Activity:
In the listing below, start your output at the line with "self.spawn_effect(self.spaceship.bounds());" and end it after the line with "pub fn check_boss_entry(&mut", copying every line exactly.

Extracted entries:
::::
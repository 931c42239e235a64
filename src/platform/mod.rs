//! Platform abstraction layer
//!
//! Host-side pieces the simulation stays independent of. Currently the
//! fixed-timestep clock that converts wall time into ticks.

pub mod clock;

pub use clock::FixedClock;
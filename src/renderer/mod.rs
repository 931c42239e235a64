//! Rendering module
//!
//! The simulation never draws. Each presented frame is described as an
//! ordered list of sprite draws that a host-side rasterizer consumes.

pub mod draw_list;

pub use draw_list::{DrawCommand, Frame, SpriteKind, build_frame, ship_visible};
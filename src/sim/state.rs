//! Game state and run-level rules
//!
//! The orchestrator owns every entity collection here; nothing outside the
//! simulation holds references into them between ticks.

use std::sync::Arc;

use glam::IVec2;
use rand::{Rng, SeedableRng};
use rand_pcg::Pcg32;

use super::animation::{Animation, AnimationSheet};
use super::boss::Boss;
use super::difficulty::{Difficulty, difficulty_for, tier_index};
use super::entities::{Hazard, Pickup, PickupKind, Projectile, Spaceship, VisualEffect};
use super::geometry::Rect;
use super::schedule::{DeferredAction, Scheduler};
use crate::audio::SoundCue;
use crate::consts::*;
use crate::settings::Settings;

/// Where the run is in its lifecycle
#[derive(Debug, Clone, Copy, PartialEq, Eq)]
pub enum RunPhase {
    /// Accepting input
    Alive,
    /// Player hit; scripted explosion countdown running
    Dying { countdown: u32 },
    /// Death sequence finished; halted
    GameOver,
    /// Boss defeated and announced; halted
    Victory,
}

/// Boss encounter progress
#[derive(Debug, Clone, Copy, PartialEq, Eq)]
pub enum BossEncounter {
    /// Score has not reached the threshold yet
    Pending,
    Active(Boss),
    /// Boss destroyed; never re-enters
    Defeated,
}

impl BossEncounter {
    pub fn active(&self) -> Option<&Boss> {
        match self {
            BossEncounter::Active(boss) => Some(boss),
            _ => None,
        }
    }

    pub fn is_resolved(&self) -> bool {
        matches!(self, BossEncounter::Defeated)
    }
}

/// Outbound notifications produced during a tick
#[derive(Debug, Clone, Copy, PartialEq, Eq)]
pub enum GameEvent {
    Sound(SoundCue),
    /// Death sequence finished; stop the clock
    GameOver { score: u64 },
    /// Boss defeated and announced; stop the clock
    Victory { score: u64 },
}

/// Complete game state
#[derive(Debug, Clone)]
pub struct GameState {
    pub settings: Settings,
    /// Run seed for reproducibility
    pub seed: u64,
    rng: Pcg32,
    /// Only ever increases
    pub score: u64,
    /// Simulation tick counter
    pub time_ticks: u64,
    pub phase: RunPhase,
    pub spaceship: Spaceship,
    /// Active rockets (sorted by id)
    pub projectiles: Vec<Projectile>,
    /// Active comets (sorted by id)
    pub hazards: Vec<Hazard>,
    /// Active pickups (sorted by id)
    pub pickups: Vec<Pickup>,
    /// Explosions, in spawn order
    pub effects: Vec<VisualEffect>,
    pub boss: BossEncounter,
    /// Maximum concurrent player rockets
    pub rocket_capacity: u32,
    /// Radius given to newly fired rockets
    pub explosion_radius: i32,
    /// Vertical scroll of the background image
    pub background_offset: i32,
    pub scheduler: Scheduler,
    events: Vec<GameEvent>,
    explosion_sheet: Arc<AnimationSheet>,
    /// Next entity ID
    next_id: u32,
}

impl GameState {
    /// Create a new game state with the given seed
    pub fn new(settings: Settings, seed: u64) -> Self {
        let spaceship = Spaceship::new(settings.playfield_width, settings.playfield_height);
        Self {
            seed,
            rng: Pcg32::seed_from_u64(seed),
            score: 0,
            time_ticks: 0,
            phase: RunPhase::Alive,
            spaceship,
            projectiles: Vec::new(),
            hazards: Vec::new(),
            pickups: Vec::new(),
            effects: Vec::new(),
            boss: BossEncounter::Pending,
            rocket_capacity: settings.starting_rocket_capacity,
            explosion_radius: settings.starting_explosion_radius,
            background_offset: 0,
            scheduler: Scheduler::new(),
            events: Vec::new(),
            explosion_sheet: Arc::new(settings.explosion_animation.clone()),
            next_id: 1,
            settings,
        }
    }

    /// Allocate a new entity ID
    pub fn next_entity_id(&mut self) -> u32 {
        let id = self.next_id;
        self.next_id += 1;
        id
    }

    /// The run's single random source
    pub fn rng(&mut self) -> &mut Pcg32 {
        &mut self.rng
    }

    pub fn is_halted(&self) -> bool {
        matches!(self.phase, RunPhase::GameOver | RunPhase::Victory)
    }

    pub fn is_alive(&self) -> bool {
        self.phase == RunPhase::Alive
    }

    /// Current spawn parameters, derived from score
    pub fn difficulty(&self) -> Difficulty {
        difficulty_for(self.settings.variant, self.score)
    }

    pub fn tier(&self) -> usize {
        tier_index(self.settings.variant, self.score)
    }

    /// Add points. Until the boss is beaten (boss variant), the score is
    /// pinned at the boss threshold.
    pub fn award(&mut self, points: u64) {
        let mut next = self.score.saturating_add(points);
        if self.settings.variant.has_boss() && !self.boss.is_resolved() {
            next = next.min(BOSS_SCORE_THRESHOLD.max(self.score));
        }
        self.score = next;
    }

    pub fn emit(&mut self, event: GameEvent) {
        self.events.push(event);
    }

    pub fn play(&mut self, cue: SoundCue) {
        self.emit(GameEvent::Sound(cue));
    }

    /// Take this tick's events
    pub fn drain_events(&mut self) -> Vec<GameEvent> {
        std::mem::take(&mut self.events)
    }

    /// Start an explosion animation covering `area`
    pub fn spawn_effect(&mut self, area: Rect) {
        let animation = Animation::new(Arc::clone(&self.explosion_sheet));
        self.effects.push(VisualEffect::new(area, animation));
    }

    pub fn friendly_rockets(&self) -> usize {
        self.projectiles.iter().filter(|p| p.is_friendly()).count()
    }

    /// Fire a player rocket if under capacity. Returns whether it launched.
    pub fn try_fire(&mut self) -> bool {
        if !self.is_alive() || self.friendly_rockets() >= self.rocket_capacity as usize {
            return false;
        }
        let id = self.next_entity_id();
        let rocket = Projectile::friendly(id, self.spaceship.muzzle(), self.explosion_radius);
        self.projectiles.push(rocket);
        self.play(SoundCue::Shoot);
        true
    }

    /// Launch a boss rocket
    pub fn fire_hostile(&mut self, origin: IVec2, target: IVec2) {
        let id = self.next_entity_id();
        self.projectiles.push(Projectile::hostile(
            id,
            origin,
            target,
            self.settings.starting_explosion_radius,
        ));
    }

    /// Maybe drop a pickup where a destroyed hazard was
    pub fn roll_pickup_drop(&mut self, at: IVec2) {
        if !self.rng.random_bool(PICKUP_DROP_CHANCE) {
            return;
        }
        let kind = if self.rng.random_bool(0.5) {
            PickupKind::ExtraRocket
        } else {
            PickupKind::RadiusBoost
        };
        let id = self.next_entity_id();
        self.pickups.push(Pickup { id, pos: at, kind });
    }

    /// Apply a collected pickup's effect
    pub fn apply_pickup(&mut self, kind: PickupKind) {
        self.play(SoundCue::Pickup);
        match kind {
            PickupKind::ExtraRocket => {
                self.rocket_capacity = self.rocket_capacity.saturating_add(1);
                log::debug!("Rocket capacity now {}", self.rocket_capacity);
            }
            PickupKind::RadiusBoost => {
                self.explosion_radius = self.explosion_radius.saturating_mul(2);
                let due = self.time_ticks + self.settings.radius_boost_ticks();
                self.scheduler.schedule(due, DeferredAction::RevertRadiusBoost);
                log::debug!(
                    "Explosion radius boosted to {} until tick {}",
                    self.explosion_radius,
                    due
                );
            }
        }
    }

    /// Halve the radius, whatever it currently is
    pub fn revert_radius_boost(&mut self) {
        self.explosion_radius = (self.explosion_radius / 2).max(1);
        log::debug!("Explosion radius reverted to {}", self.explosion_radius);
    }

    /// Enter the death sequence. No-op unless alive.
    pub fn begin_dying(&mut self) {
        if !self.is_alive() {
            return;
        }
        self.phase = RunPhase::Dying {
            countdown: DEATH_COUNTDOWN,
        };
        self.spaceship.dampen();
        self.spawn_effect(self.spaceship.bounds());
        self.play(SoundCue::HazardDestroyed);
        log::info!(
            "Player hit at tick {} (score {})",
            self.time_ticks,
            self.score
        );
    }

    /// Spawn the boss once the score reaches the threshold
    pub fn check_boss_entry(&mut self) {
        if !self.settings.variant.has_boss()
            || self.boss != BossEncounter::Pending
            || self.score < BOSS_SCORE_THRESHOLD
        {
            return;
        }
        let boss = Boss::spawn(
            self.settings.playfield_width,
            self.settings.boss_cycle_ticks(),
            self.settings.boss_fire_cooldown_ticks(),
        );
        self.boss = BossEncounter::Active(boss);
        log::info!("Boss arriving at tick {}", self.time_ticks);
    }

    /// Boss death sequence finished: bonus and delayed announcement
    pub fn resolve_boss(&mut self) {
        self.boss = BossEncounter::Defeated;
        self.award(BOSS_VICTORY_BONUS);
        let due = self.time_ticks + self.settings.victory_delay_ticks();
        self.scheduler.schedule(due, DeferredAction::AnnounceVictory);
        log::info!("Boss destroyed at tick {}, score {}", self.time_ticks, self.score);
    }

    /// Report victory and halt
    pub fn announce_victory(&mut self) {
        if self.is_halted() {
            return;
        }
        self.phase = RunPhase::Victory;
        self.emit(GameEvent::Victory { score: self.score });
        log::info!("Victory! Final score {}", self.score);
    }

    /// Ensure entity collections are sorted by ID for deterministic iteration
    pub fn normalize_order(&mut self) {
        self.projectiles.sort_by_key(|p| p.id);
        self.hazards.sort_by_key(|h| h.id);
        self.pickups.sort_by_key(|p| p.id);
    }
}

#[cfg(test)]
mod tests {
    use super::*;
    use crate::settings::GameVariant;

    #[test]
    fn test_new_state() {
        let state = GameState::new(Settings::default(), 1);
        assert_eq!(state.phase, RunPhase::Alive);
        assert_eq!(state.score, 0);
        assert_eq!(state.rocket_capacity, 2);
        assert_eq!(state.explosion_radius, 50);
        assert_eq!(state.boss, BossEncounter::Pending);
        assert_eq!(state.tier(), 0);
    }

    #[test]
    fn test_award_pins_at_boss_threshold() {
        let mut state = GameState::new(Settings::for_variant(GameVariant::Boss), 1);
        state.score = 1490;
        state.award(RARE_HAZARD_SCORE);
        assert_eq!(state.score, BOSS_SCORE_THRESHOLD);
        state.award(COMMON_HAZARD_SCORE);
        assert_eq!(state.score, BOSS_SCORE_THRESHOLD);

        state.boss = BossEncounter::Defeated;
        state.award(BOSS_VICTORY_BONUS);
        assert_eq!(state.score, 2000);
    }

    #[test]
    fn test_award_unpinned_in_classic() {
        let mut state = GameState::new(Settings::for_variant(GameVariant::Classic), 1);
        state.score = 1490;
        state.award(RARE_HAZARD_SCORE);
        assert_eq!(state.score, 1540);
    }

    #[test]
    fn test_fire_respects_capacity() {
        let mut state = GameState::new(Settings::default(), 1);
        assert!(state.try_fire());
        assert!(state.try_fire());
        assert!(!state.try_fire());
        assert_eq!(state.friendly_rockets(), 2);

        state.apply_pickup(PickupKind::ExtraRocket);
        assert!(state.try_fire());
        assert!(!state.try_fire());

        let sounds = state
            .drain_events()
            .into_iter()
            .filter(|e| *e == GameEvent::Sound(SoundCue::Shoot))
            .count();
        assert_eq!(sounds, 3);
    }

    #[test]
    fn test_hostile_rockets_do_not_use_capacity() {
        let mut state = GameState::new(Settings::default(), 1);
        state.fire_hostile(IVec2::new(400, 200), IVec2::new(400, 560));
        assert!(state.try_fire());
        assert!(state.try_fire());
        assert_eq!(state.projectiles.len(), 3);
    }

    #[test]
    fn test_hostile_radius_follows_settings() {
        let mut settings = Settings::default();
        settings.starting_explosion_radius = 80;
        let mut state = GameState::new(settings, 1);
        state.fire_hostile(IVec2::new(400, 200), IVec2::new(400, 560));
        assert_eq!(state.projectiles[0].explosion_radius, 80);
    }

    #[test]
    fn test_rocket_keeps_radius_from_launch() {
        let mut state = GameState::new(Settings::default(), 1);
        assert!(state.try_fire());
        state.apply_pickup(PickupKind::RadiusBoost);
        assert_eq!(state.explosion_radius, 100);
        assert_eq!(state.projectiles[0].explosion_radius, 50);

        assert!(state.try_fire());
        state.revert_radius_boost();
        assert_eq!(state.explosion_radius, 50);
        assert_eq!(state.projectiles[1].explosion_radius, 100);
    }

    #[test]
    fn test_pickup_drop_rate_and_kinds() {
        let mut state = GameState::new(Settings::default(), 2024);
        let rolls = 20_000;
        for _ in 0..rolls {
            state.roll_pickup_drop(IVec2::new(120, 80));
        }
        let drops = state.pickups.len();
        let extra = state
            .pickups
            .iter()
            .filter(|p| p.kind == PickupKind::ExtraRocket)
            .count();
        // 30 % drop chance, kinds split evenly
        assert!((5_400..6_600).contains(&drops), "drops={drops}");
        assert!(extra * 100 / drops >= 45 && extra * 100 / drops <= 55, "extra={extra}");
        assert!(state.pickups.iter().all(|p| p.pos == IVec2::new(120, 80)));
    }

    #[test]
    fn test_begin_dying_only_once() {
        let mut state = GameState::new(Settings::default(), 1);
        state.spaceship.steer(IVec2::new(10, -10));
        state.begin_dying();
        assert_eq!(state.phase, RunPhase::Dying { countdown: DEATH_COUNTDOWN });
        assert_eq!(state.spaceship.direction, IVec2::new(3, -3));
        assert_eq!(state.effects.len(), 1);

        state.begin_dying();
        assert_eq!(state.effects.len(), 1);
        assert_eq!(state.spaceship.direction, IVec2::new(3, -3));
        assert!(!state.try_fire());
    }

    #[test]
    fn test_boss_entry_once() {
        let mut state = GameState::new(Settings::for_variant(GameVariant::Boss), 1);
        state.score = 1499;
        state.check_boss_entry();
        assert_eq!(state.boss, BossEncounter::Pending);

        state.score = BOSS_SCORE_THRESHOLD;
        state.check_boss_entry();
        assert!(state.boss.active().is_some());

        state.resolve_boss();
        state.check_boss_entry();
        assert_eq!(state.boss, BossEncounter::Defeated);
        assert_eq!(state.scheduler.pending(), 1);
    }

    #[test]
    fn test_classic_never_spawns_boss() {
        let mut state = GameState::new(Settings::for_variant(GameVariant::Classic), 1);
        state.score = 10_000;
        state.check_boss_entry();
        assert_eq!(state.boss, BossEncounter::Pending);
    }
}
::::
Reply:
        self.spawn_effect(self.spaceship.bounds());
        self.play(SoundCue::HazardDestroyed);
        log::info!(
            "Player hit at tick {} (score {})",
            self.time_ticks,
            self.score
        );
    }

    /// Spawn the boss once the score reaches the threshold
    pub fn check_boss_entry(&mut self) {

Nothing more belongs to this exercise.